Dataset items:
########################################
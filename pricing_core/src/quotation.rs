//! # Quotation
//!
//! The `Quotation` struct groups the priced lines of one customer quote.
//! Lines hold only their inputs; prices are recomputed from the catalog
//! and config every time a summary is requested.
//!
//! ## Structure
//!
//! ```text
//! Quotation
//! ├── meta: QuotationMetadata (version, salesperson, quote number, client, timestamps)
//! ├── discount_percent
//! └── lines: HashMap<Uuid, LineItem> (label + CalculationInputs)
//! ```
//!
//! ## Example
//!
//! ```rust
//! use pricing_core::calculations::CalculationInputs;
//! use pricing_core::catalog::Catalog;
//! use pricing_core::config::EngineConfig;
//! use pricing_core::quotation::{LineItem, Quotation};
//!
//! let mut quote = Quotation::new("Dana Sales", "Q-26-118", "Corner Pharmacy");
//! quote.add_line(LineItem::new(
//!     "Counter panel",
//!     CalculationInputs::new("flat-panel", "acrylic-clear", 3.0, 1000.0, 500.0, 0.0, 10),
//! ));
//!
//! let summary = quote.summary(Catalog::builtin(), &EngineConfig::default());
//! assert!((summary.total - 818.8).abs() < 0.05);
//! ```

use std::collections::HashMap;

use chrono::{DateTime, Utc};
use serde::{Deserialize, Serialize};
use uuid::Uuid;

use crate::calculations::{compute, CalculationInputs, CalculationResult};
use crate::catalog::Catalog;
use crate::config::EngineConfig;
use crate::errors::{PricingError, PricingResult};

/// Current schema version for serialized quotations
pub const SCHEMA_VERSION: &str = "0.1.0";

/// One quoted product.
#[derive(Debug, Clone, PartialEq, Serialize, Deserialize)]
pub struct LineItem {
    /// Label shown on the quote (e.g., "Counter panel")
    pub label: String,

    pub inputs: CalculationInputs,
}

impl LineItem {
    pub fn new(label: impl Into<String>, inputs: CalculationInputs) -> Self {
        LineItem {
            label: label.into(),
            inputs,
        }
    }
}

/// Root quotation container.
#[derive(Debug, Clone, Serialize, Deserialize)]
pub struct Quotation {
    pub meta: QuotationMetadata,

    /// Discount on the subtotal, in percent (0-100)
    #[serde(default)]
    pub discount_percent: f64,

    /// Line items keyed by UUID
    pub lines: HashMap<Uuid, LineItem>,
}

impl Quotation {
    /// Create an empty quotation.
    ///
    /// # Arguments
    ///
    /// * `salesperson` - Who prepared the quote
    /// * `quote_number` - Quote reference (e.g., "Q-26-001")
    /// * `client` - Client name
    pub fn new(salesperson: impl Into<String>, quote_number: impl Into<String>, client: impl Into<String>) -> Self {
        let now = Utc::now();
        Quotation {
            meta: QuotationMetadata {
                version: SCHEMA_VERSION.to_string(),
                salesperson: salesperson.into(),
                quote_number: quote_number.into(),
                client: client.into(),
                created: now,
                modified: now,
            },
            discount_percent: 0.0,
            lines: HashMap::new(),
        }
    }

    /// Add a line, returning its UUID.
    pub fn add_line(&mut self, line: LineItem) -> Uuid {
        let id = Uuid::new_v4();
        self.lines.insert(id, line);
        self.touch();
        id
    }

    /// Remove a line by UUID.
    pub fn remove_line(&mut self, id: &Uuid) -> Option<LineItem> {
        let line = self.lines.remove(id);
        if line.is_some() {
            self.touch();
        }
        line
    }

    pub fn get_line(&self, id: &Uuid) -> Option<&LineItem> {
        self.lines.get(id)
    }

    /// Mutable access to a line. Marks the quotation as modified when found.
    pub fn get_line_mut(&mut self, id: &Uuid) -> Option<&mut LineItem> {
        if self.lines.contains_key(id) {
            self.meta.modified = Utc::now();
            self.lines.get_mut(id)
        } else {
            None
        }
    }

    /// Set the discount applied to the subtotal.
    pub fn set_discount(&mut self, percent: f64) -> PricingResult<()> {
        if !(0.0..=100.0).contains(&percent) {
            return Err(PricingError::invalid_input(
                "discount_percent",
                percent.to_string(),
                "Discount must be between 0 and 100 percent",
            ));
        }
        self.discount_percent = percent;
        self.touch();
        Ok(())
    }

    /// Update the modified timestamp.
    pub fn touch(&mut self) {
        self.meta.modified = Utc::now();
    }

    pub fn line_count(&self) -> usize {
        self.lines.len()
    }

    /// Price every line and total the quote.
    ///
    /// Lines are listed by label so the output is stable regardless of
    /// map order.
    pub fn summary(&self, catalog: &Catalog, config: &EngineConfig) -> QuotationSummary {
        let mut lines: Vec<LineSummary> = self
            .lines
            .iter()
            .map(|(id, line)| LineSummary {
                id: *id,
                label: line.label.clone(),
                result: compute(&line.inputs, catalog, config),
            })
            .collect();
        lines.sort_by(|a, b| a.label.cmp(&b.label).then(a.id.cmp(&b.id)));

        let subtotal: f64 = lines.iter().map(|l| l.result.total_price).sum();
        let discount = subtotal * self.discount_percent.clamp(0.0, 100.0) / 100.0;
        let shipped_weight_kg = lines.iter().map(|l| l.result.packaging.total_weight_kg).sum();
        let pallets = lines.iter().map(|l| l.result.packaging.pallets_needed).sum();

        QuotationSummary {
            lines,
            subtotal,
            discount,
            total: subtotal - discount,
            shipped_weight_kg,
            pallets,
        }
    }
}

impl Default for Quotation {
    fn default() -> Self {
        Quotation::new("", "", "")
    }
}

/// Quotation header.
#[derive(Debug, Clone, Serialize, Deserialize)]
pub struct QuotationMetadata {
    /// Schema version (for migration compatibility)
    pub version: String,

    pub salesperson: String,

    pub quote_number: String,

    pub client: String,

    pub created: DateTime<Utc>,

    pub modified: DateTime<Utc>,
}

/// A priced line in a summary.
#[derive(Debug, Clone, Serialize, Deserialize)]
pub struct LineSummary {
    pub id: Uuid,
    pub label: String,
    pub result: CalculationResult,
}

/// Totals for a whole quotation.
#[derive(Debug, Clone, Serialize, Deserialize)]
pub struct QuotationSummary {
    pub lines: Vec<LineSummary>,
    /// Sum of line totals
    pub subtotal: f64,
    /// Discount amount
    pub discount: f64,
    /// Subtotal after discount
    pub total: f64,
    /// Products and cartons (kg)
    pub shipped_weight_kg: f64,
    /// Pallets across all lines, each line palletized on its own
    pub pallets: u32,
}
########################################
Task brief =>
With nothing added or dropped, write out every entry.

Result =>
filename pricing_core/src/quotation.rs
//! # Quotation
//!
//! The `Quotation` struct groups the priced lines of one customer quote.
//! Lines hold only their inputs; prices are recomputed from the catalog
//! and config every time a summary is requested.
//!
//! ## Structure
//!
//! ```text
//! Quotation
//! ├── meta: QuotationMetadata (version, salesperson, quote number, client, timestamps)
//! ├── discount_percent
//! └── lines: HashMap<Uuid, LineItem> (label + CalculationInputs)
//! ```
//!
//! ## Example
//!
//! ```rust
//! use pricing_core::calculations::CalculationInputs;
//! use pricing_core::catalog::Catalog;
//! use pricing_core::config::EngineConfig;
//! use pricing_core::quotation::{LineItem, Quotation};
//!
//! let mut quote = Quotation::new("Dana Sales", "Q-26-118", "Corner Pharmacy");
//! quote.add_line(LineItem::new(
//!     "Counter panel",
//!     CalculationInputs::new("flat-panel", "acrylic-clear", 3.0, 1000.0, 500.0, 0.0, 10),
//! ));
//!
//! let summary = quote.summary(Catalog::builtin(), &EngineConfig::default());
//! assert!((summary.total - 818.8).abs() < 0.05);
//! ```

use std::collections::HashMap;

use chrono::{DateTime, Utc};
use serde::{Deserialize, Serialize};
use uuid::Uuid;

use crate::calculations::{compute, CalculationInputs, CalculationResult};
use crate::catalog::Catalog;
use crate::config::EngineConfig;
use crate::errors::{PricingError, PricingResult};

/// Current schema version for serialized quotations
pub const SCHEMA_VERSION: &str = "0.1.0";

/// One quoted product.
#[derive(Debug, Clone, PartialEq, Serialize, Deserialize)]
pub struct LineItem {
    /// Label shown on the quote (e.g., "Counter panel")
    pub label: String,

    pub inputs: CalculationInputs,
}

impl LineItem {
    pub fn new(label: impl Into<String>, inputs: CalculationInputs) -> Self {
        LineItem {
            label: label.into(),
            inputs,
        }
    }
}

/// Root quotation container.
#[derive(Debug, Clone, Serialize, Deserialize)]
pub struct Quotation {
    pub meta: QuotationMetadata,

    /// Discount on the subtotal, in percent (0-100)
    #[serde(default)]
    pub discount_percent: f64,

    /// Line items keyed by UUID
    pub lines: HashMap<Uuid, LineItem>,
}

impl Quotation {
    /// Create an empty quotation.
    ///
    /// # Arguments
    ///
    /// * `salesperson` - Who prepared the quote
    /// * `quote_number` - Quote reference (e.g., "Q-26-001")
    /// * `client` - Client name
    pub fn new(salesperson: impl Into<String>, quote_number: impl Into<String>, client: impl Into<String>) -> Self {
        let now = Utc::now();
        Quotation {
            meta: QuotationMetadata {
                version: SCHEMA_VERSION.to_string(),
                salesperson: salesperson.into(),
                quote_number: quote_number.into(),
                client: client.into(),
                created: now,
                modified: now,
            },
            discount_percent: 0.0,
            lines: HashMap::new(),
        }
    }

    /// Add a line, returning its UUID.
    pub fn add_line(&mut self, line: LineItem) -> Uuid {
        let id = Uuid::new_v4();
        self.lines.insert(id, line);
        self.touch();
        id
    }

    /// Remove a line by UUID.
    pub fn remove_line(&mut self, id: &Uuid) -> Option<LineItem> {
        let line = self.lines.remove(id);
        if line.is_some() {
            self.touch();
        }
        line
    }

    pub fn get_line(&self, id: &Uuid) -> Option<&LineItem> {
        self.lines.get(id)
    }

    /// Mutable access to a line. Marks the quotation as modified when found.
    pub fn get_line_mut(&mut self, id: &Uuid) -> Option<&mut LineItem> {
        if self.lines.contains_key(id) {
            self.meta.modified = Utc::now();
            self.lines.get_mut(id)
        } else {
            None
        }
    }

    /// Set the discount applied to the subtotal.
    pub fn set_discount(&mut self, percent: f64) -> PricingResult<()> {
        if !(0.0..=100.0).contains(&percent) {
            return Err(PricingError::invalid_input(
                "discount_percent",
                percent.to_string(),
                "Discount must be between 0 and 100 percent",
            ));
        }
        self.discount_percent = percent;
        self.touch();
        Ok(())
    }

    /// Update the modified timestamp.
    pub fn touch(&mut self) {
        self.meta.modified = Utc::now();
    }

    pub fn line_count(&self) -> usize {
        self.lines.len()
    }

    /// Price every line and total the quote.
    ///
    /// Lines are listed by label so the output is stable regardless of
    /// map order.
    pub fn summary(&self, catalog: &Catalog, config: &EngineConfig) -> QuotationSummary {
        let mut lines: Vec<LineSummary> = self
            .lines
            .iter()
            .map(|(id, line)| LineSummary {
                id: *id,
                label: line.label.clone(),
                result: compute(&line.inputs, catalog, config),
            })
            .collect();
        lines.sort_by(|a, b| a.label.cmp(&b.label).then(a.id.cmp(&b.id)));

        let subtotal: f64 = lines.iter().map(|l| l.result.total_price).sum();
        let discount = subtotal * self.discount_percent.clamp(0.0, 100.0) / 100.0;
        let shipped_weight_kg = lines.iter().map(|l| l.result.packaging.total_weight_kg).sum();
        let pallets = lines.iter().map(|l| l.result.packaging.pallets_needed).sum();

        QuotationSummary {
            lines,
            subtotal,
            discount,
            total: subtotal - discount,
            shipped_weight_kg,
            pallets,
        }
    }
}

impl Default for Quotation {
    fn default() -> Self {
        Quotation::new("", "", "")
    }
}

/// Quotation header.
#[derive(Debug, Clone, Serialize, Deserialize)]
pub struct QuotationMetadata {
    /// Schema version (for migration compatibility)
    pub version: String,

    pub salesperson: String,

    pub quote_number: String,

    pub client: String,

    pub created: DateTime<Utc>,

    pub modified: DateTime<Utc>,
}

/// A priced line in a summary.
#[derive(Debug, Clone, Serialize, Deserialize)]
pub struct LineSummary {
    pub id: Uuid,
    pub label: String,
    pub result: CalculationResult,
}

/// Totals for a whole quotation.
#[derive(Debug, Clone, Serialize, Deserialize)]
pub struct QuotationSummary {
    pub lines: Vec<LineSummary>,
    /// Sum of line totals
    pub subtotal: f64,
    /// Discount amount
    pub discount: f64,
    /// Subtotal after discount
    pub total: f64,
    /// Products and cartons (kg)
    pub shipped_weight_kg: f64,
    /// Pallets across all lines, each line palletized on its own
    pub pallets: u32,
}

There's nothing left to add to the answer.